Thursday 23 June 2011

Writers, Give Yourselves a Break!

A couple of weeks ago I spent a fantastic weekend holed up in an ancient cottage in the Yorkshire Dales. My companions were five other writers - talented, funny, warm and thoroughly good company, every last one of 'em.

Our mission was simple: write stuff, critique stuff, gorge ourselves on cake and excellent home cooking, wash it all down with lashings and lashings of wine, and then launch into a nightly no-holds-barred, to-the-death "Articulate" grudge match.

It was great fun, and I got a lot out of it in terms of finding proper focus for my writing. The pieces I submitted for critiquing were old, and in some ways I felt I was doing both them and myself a disservice by not offering up something a bit fresher. The problem is that with very small chunks of free time available, I have struggled to produce much in recent weeks (if not months), so I've been digging up old stuff to edit and buff up - in the hope that it will at least keep whatever part of my brain generates fiction ticking over for the time being. Getting together with fellow writers has reminded me that we all have our obstacles in the way of sitting down and bashing out words, and that the only person who can do anything about it is me.

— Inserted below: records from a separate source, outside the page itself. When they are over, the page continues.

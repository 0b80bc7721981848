use super::tree::BoundsOrigin;
use super::{ViewId, ViewTree};
use crate::error::{ViewError, ViewResult};
use crate::geometry::{Point, Rect, Size};

/// The window content slot every realized tree hangs from.
#[derive(Clone, Debug, Default, PartialEq)]
pub struct RootSurface {
    pub(crate) content_view: Option<ViewId>,
    pub(crate) size: Size,
    pub(crate) shown: bool,
    pub(crate) realized: bool,
}

impl RootSurface {
    pub fn content_view(&self) -> Option<ViewId> {
        self.content_view
    }

    pub fn size(&self) -> Size {
        self.size
    }

    pub fn is_shown(&self) -> bool {
        self.shown
    }

    /// Has backing storage; stays true while hidden, until closed.
    pub fn is_realized(&self) -> bool {
        self.realized
    }
}

impl ViewTree {
    pub fn root(&self) -> &RootSurface {
        &self.root
    }

    /// Installs `view` as the window content. It is detached from any parent
    /// and sized to fill the surface.
    pub fn set_root_content_view(&mut self, view: ViewId) -> ViewResult<()> {
        self.node(view)?;
        if self.root.content_view == Some(view) {
            return Ok(());
        }
        if let Some(previous) = self.root.content_view.take() {
            self.release_native_ids(previous);
            self.forget_interaction_state(previous);
        }
        self.detach_from_parent(view);
        self.root.content_view = Some(view);
        if self.root.realized {
            self.assign_native_ids(view);
        }
        self.fill_root(view)?;
        self.sync_surface_visibility(view);
        tracing::debug!(?view, "root content view set");
        Ok(())
    }

    pub fn root_content_view(&self) -> Option<ViewId> {
        self.root.content_view
    }

    /// Realizes the surface and shows it. Native ids are handed out to the
    /// whole content tree.
    pub fn show_root(&mut self) {
        if !self.root.realized {
            self.root.realized = true;
            if let Some(content) = self.root.content_view {
                self.assign_native_ids(content);
            }
        }
        self.root.shown = true;
        if let Some(content) = self.root.content_view {
            self.sync_surface_visibility(content);
        }
        self.compositor.request_redraw();
        tracing::debug!(size = ?self.root.size, "root surface shown");
    }

    /// Hides without releasing backing storage.
    pub fn hide_root(&mut self) {
        self.root.shown = false;
        if let Some(content) = self.root.content_view {
            self.sync_surface_visibility(content);
        }
        tracing::debug!("root surface hidden");
    }

    /// Releases backing storage; the content view stays installed.
    pub fn close_root(&mut self) {
        self.root.shown = false;
        self.root.realized = false;
        if let Some(content) = self.root.content_view {
            self.release_native_ids(content);
            self.forget_interaction_state(content);
            self.sync_surface_visibility(content);
        }
        tracing::debug!("root surface closed");
    }

    pub fn resize_root(&mut self, size: Size) {
        if !size.is_finite() {
            tracing::warn!(?size, "rejected non-finite root size");
            return;
        }
        self.root.size = Size::new(size.width, size.height);
        if let Some(content) = self.root.content_view
            && let Err(err) = self.fill_root(content)
        {
            tracing::warn!(%err, "root content view could not be resized");
        }
    }

    pub fn root_size(&self) -> Size {
        self.root.size
    }

    fn fill_root(&mut self, view: ViewId) -> ViewResult<()> {
        let bounds = Rect::from_origin_size(Point::ZERO, self.root.size);
        self.apply_bounds(view, bounds, None, None, BoundsOrigin::Layout)
    }

    /// Attached below the root content view of a realized surface.
    pub fn is_realized(&self, view: ViewId) -> bool {
        if !self.root.realized {
            return false;
        }
        let mut current = view;
        while let Some(parent) = self.nodes.get(current).and_then(|node| node.parent) {
            current = parent;
        }
        self.nodes.contains_key(current) && self.root.content_view == Some(current)
    }

    pub(crate) fn require_realized(&self, view: ViewId) -> ViewResult<()> {
        if self.node(view)?.native_id.is_none() {
            return Err(ViewError::DetachedOperation(view));
        }
        Ok(())
    }

    pub(crate) fn assign_native_ids(&mut self, view: ViewId) {
        for id in self.subtree(view) {
            let node = &mut self.nodes[id];
            if node.native_id.is_none() {
                let native = self.compositor.native_ids.allocate();
                node.native_id = Some(native);
                tracing::trace!(view = ?id, native = native.0, "native id assigned");
            }
        }
    }

    pub(crate) fn release_native_ids(&mut self, view: ViewId) {
        for id in self.subtree(view) {
            if let Some(native) = self.nodes[id].native_id.take() {
                self.compositor.native_ids.release(native);
                tracing::trace!(view = ?id, native = native.0, "native id released");
            }
        }
    }
}
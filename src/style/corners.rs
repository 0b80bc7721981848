/// Per-corner rounding mask applied at paint time.
///
/// Only corners that opt in are rounded, all by the same radius. The mask has
/// no effect on layout or hit-testing.
#[derive(Clone, Copy, Debug, Default, PartialEq)]
pub struct RoundedCorners {
    pub radius: f32,
    pub top_left: bool,
    pub top_right: bool,
    pub bottom_left: bool,
    pub bottom_right: bool,
}

impl RoundedCorners {
    pub const NONE: Self = Self {
        radius: 0.0,
        top_left: false,
        top_right: false,
        bottom_left: false,
        bottom_right: false,
    };

    pub const fn all(radius: f32) -> Self {
        Self {
            radius,
            top_left: true,
            top_right: true,
            bottom_left: true,
            bottom_right: true,
        }
    }

    /// Radii in `[top_left, top_right, bottom_right, bottom_left]` order.
    pub fn radii(&self) -> [f32; 4] {
        let pick = |on: bool| if on { self.radius.max(0.0) } else { 0.0 };
        [
            pick(self.top_left),
            pick(self.top_right),
            pick(self.bottom_right),
            pick(self.bottom_left),
        ]
    }

    pub fn is_rounded(&self) -> bool {
        self.radii().iter().any(|r| *r > 0.0)
    }
}

#[cfg(test)]
mod tests {
    use super::*;

    #[test]
    fn radii_only_include_enabled_corners() {
        let corners = RoundedCorners {
            radius: 8.0,
            top_left: true,
            bottom_right: true,
            ..RoundedCorners::NONE
        };
        assert_eq!(corners.radii(), [8.0, 0.0, 8.0, 0.0]);
        assert!(corners.is_rounded());
        assert!(!RoundedCorners { radius: 0.0, ..RoundedCorners::all(0.0) }.is_rounded());
    }
}
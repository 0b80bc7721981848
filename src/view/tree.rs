use slotmap::SlotMap;

use super::compositor::{Compositor, Layer, LayerCommand};
use super::input::InputState;
use super::node::{Autoresize, ScaleState, ViewFlags, ViewKind, ViewNode};
use super::root::RootSurface;
use super::surface::FrameCapturer;
use super::{TreeConfig, ViewId};
use crate::error::{ViewError, ViewResult};
use crate::geometry::{AnchorPoint, Insets, Rect, Scale, Size, adjust_frame_about_anchor};
use crate::style::{Color, RoundedCorners};
use crate::transition::Animation;
use crate::ui::ViewEvent;

/// Arguments of `ViewTree::set_scale`.
#[derive(Clone, Copy, Debug, PartialEq)]
pub struct ScaleOptions {
    pub scale_x: f32,
    pub scale_y: f32,
    pub anchor: AnchorPoint,
    /// Rewrite bounds around the anchor instead of scaling only the paint.
    pub adjust_frame: bool,
    pub animation: Option<Animation>,
}

impl ScaleOptions {
    pub fn new(scale_x: f32, scale_y: f32) -> Self {
        Self {
            scale_x,
            scale_y,
            anchor: AnchorPoint::default(),
            adjust_frame: true,
            animation: None,
        }
    }

    pub fn anchor(mut self, anchor: AnchorPoint) -> Self {
        self.anchor = anchor;
        self
    }

    pub fn adjust_frame(mut self, adjust_frame: bool) -> Self {
        self.adjust_frame = adjust_frame;
        self
    }

    pub fn animation(mut self, animation: Animation) -> Self {
        self.animation = Some(animation);
        self
    }
}

#[derive(Clone, Copy, Debug, PartialEq, Eq)]
pub(crate) enum BoundsOrigin {
    Direct,
    Layout,
}

/// Owner of every view node, the root surface and the compositor.
///
/// All mutation happens through `&mut self` on one thread. Presentation
/// catches up on `advance_frame`.
pub struct ViewTree {
    pub(crate) config: TreeConfig,
    pub(crate) nodes: SlotMap<ViewId, ViewNode>,
    pub(crate) root: RootSurface,
    pub(crate) compositor: Compositor,
    pub(crate) events: Vec<ViewEvent>,
    pub(crate) focused: Option<ViewId>,
    pub(crate) capture: Option<ViewId>,
    pub(crate) input: InputState,
    pub(crate) capturer: Option<Box<dyn FrameCapturer>>,
}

I drove back home with a much more determined head on, and I have so far written a couple of new, short pieces that I'm pleased with. So, if your writing could do with a boost, and you know of a few like-minded individuals, then round them up and get yourselves off to somewhere remote. You won't regret it. Unless they turn out to be axe murderers. You should probably check that before sending out the invites, actually.

The thing that really struck me during the critiquing sessions was how stupidly self-deprecating we all were about our work, almost apologising as we handed our stories around for what an appalling burden the others were about to receive. Which was nonsense, because - elbowing group modesty aside for a moment - we're actually reasonably good at what we do. Between the six of us we've got somewhere around 100 stories in print or online, we've notched up placings in highly regarded competitions, and have won hundreds of pounds in competitions. So we can't actually be as crap as we tend to think we are.

I've noticed a kind of contradiction in the world of writing - at least in the realm of online forums and writing classes - in that those who regard themselves as good writers, who feel they have learnt all they need and are simply waiting for the world to wake up and acknowledge their genius ... are, almost without exception, unspeakably awful. On the other hand, those who agonise over their words, who are never satisfied with what they've done, who are embarrassed by the gulf between what they wanted to say and the words they've managed to get down onto the page, are usually pretty good, or at least well on their way there.

It's good to question, to challenge your own work, and to strive for better. But that can be at the expense of looking back once in a while and thinking, "Yeah, actually, I can do this. I'm better than I was yesterday, not as good as I'll be tomorrow. I'm not perfect, but I can write."

Take pride in your achievements, but see them as stepping stones to where you want to be, not badges of honour to wave in people's faces. The inevitable rejections and those stories that sink without trace in competitions are steps on the journey, too. That's all, they're not a judgement on you as a writer or a person. So keep moving and don't beat yourself up about them.

In short, writers, give yourself a break.

Wednesday 8 June 2011

Liquid Prose

Most weeks, I go to a writing group in Leamington Spa. Usually it's more of a reading and critiquing group, but once in a while we kick things off with a spot of writing. Yesterday was one such occasion. Our task was to spend ten minutes writing about water. Yep - normal, boring, colourless, odourless water.

I'm usually quite resistant to this kind of thing, the whole "free writing" idea of exploring a topic as you go often feels unnecessary. I'd much rather spend the time writing up one of the many ideas that seem to form a permanent traffic jam of stories in my head. But, this time, after getting over the initial hurdle of trying to describe something you can barely see, I found myself getting quite into it.

It was interesting to see how different members of the group approached this. Some came up with lists of words that evoked the taste or feel of water, some wrote fragments of prose that were quite poetic, others described it in terms of pouring out a glass and drinking it. There were a few mentions of the relief brought by taking a long, cool sip on a hot day.

I'm not quite sure how I'd describe my take on it. I think I aimed to give a sense of the water as an entity in its own right, to set it in motion and try to give it a sense of personality. I was quite pleased with the way it turned out, and so - as I can't think of anything else to do with it - I thought I'd post it here.

H2O



The liquid diamond fills a glass, a bath, a wellington boot, rushing to steal the shape of anything bold enough to contain it. Light bounces off it, bends through it, rides its surface in an ever-changing dance of glittering fragments.

Hold it up, tip it out, let it fall in thick molten strings. Watch its joyous reunion with itself, see it kick up an fleeting crown to mark the occasion.
Take a sip of this fishes’ tipple; chase its cold surge across your tongue. Taste a speck of a distant, peaty field, a grain of a chalk cliff you’ve never seen, a tang of an ancient clay pipe. Swallow its past as a pond, as a sea, as a gentle drifting cloud. Take your place in its eternal cycle.